# YOUR GOAL
In the entries below, spot each line with the word "specs" and copy it.
── RECORD SET
//! Thin, typed view over a tree-sitter Go syntax tree.
//!
//! Only the parts of a compilation unit the scanner needs are exposed:
//! the package clause, import specs, and top-level interface declarations.

use arborium_tree_sitter as tree_sitter;
use tree_sitter::{Node, Tree};

/// A parsed Go source file without syntax errors.
pub struct SourceUnit {
    text: String,
    tree: Tree,
}

/// One `import` spec. `path` is unquoted.
#[derive(Clone, Debug, PartialEq, Eq)]
pub struct ImportSpec {
    pub alias: Option<String>,
    pub path: String,
}

impl ImportSpec {
    /// Whether the final `/` component of the path is `name`.
    pub fn path_ends_with(&self, name: &str) -> bool {
        self.path.rsplit('/').next() == Some(name)
    }
}

/// Identifier in type position with its visibility resolved at parse time.
#[derive(Clone, Debug, PartialEq, Eq)]
pub struct Ident<'a> {
    pub name: &'a str,
    pub exported: bool,
}

impl<'a> Ident<'a> {
    /// Go's visibility rule: exported names start with an upper-case letter.
    pub fn new(name: &'a str) -> Self {
        let exported = name.chars().next().is_some_and(char::is_uppercase);
        Self { name, exported }
    }
}

pub struct InterfaceDecl<'a> {
    pub name: &'a str,
    /// Type parameter list, when the interface is generic.
    pub type_parameters: Option<Node<'a>>,
    pub methods: Vec<MethodDecl<'a>>,
}

pub struct MethodDecl<'a> {
    pub name: &'a str,
    pub parameters: Node<'a>,
    pub result: Option<Node<'a>>,
}

impl SourceUnit {
    /// Parse Go source. Returns `None` when the source has syntax errors.
    pub fn parse(text: impl Into<String>) -> Option<Self> {
        let text = text.into();
        let tree = nrdeco_langs::go().parse(&text)?;
        if tree.root_node().has_error() {
            return None;
        }
        Some(Self { text, tree })
    }

    pub fn root(&self) -> Node<'_> {
        self.tree.root_node()
    }

    /// Source text covered by `node`.
    pub fn text<'a>(&'a self, node: Node<'_>) -> &'a str {
        &self.text[node.byte_range()]
    }

    /// Name from the `package` clause.
    pub fn package_name(&self) -> Option<&str> {
        let clause = named_children(self.root()).find(|n| n.kind() == "package_clause")?;
        let ident = named_children(clause).find(|n| n.kind() == "package_identifier")?;
        Some(self.text(ident))
    }

    pub fn imports(&self) -> Vec<ImportSpec> {
        let mut specs = Vec::new();
        for decl in named_children(self.root()).filter(|n| n.kind() == "import_declaration") {
            for child in named_children(decl) {
                match child.kind() {
                    "import_spec" => specs.extend(self.import_spec(child)),
                    "import_spec_list" => specs.extend(
                        named_children(child)
                            .filter(|n| n.kind() == "import_spec")
                            .filter_map(|n| self.import_spec(n)),
                    ),
                    _ => {}
                }
            }
        }
        specs
    }

    fn import_spec(&self, node: Node<'_>) -> Option<ImportSpec> {
        let path = node.child_by_field_name("path")?;
        let path = self.text(path).trim_matches(|c: char| c == '"' || c == '`');
        if path.is_empty() {
            return None;
        }
        Some(ImportSpec {
            alias: node
                .child_by_field_name("name")
                .map(|n| self.text(n).to_string()),
            path: path.to_string(),
        })
    }

    /// Top-level interface declarations in source order.
    pub fn interfaces(&self) -> Vec<InterfaceDecl<'_>> {
        named_children(self.root())
            .filter(|n| n.kind() == "type_declaration")
            .flat_map(named_children)
            .filter(|n| matches!(n.kind(), "type_spec" | "type_alias"))
            .filter_map(|spec| self.interface_decl(spec))
            .collect()
    }

    fn interface_decl<'a>(&'a self, spec: Node<'a>) -> Option<InterfaceDecl<'a>> {
        let ty = spec.child_by_field_name("type")?;
        if ty.kind() != "interface_type" {
            return None;
        }
        let name = self.text(spec.child_by_field_name("name")?);
        // Embedded interfaces and type-set elements are not methods.
        let methods = named_children(ty)
            .filter(|n| matches!(n.kind(), "method_elem" | "method_spec"))
            .filter_map(|n| {
                Some(MethodDecl {
                    name: self.text(n.child_by_field_name("name")?),
                    parameters: n.child_by_field_name("parameters")?,
                    result: n.child_by_field_name("result"),
                })
            })
            .collect();
        Some(InterfaceDecl {
            name,
            type_parameters: spec.child_by_field_name("type_parameters"),
            methods,
        })
    }
}

/// Named children of `node`, comments excluded.
pub fn named_children(node: Node<'_>) -> impl Iterator<Item = Node<'_>> {
    let mut cursor = node.walk();
    let children: Vec<_> = node
        .named_children(&mut cursor)
        .filter(|n| n.kind() != "comment")
        .collect();
    children.into_iter()
}

/// Type nodes of a `parameter_list`, one per declared parameter.
///
/// `a, b string` yields the `string` node twice. A variadic declaration
/// yields the declaration node itself so the resolver can see the `...`.
pub fn parameter_types(list: Node<'_>) -> Vec<Node<'_>> {
    let mut types = Vec::new();
    for decl in named_children(list) {
        match decl.kind() {
            "parameter_declaration" => {
                let Some(ty) = decl.child_by_field_name("type") else {
                    continue;
                };
                let mut cursor = decl.walk();
                let names = decl.children_by_field_name("name", &mut cursor).count();
                types.extend(std::iter::repeat_n(ty, names.max(1)));
            }
            // Variadic declarations keep their `...` for the resolver.
            _ => types.push(decl),
        }
    }
    types
}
────
# COMPLETED EXERCISE
//! the package clause, import specs, and top-level interface declarations.
        let mut specs = Vec::new();
                    "import_spec" => specs.extend(self.import_spec(child)),
                    "import_spec_list" => specs.extend(
        specs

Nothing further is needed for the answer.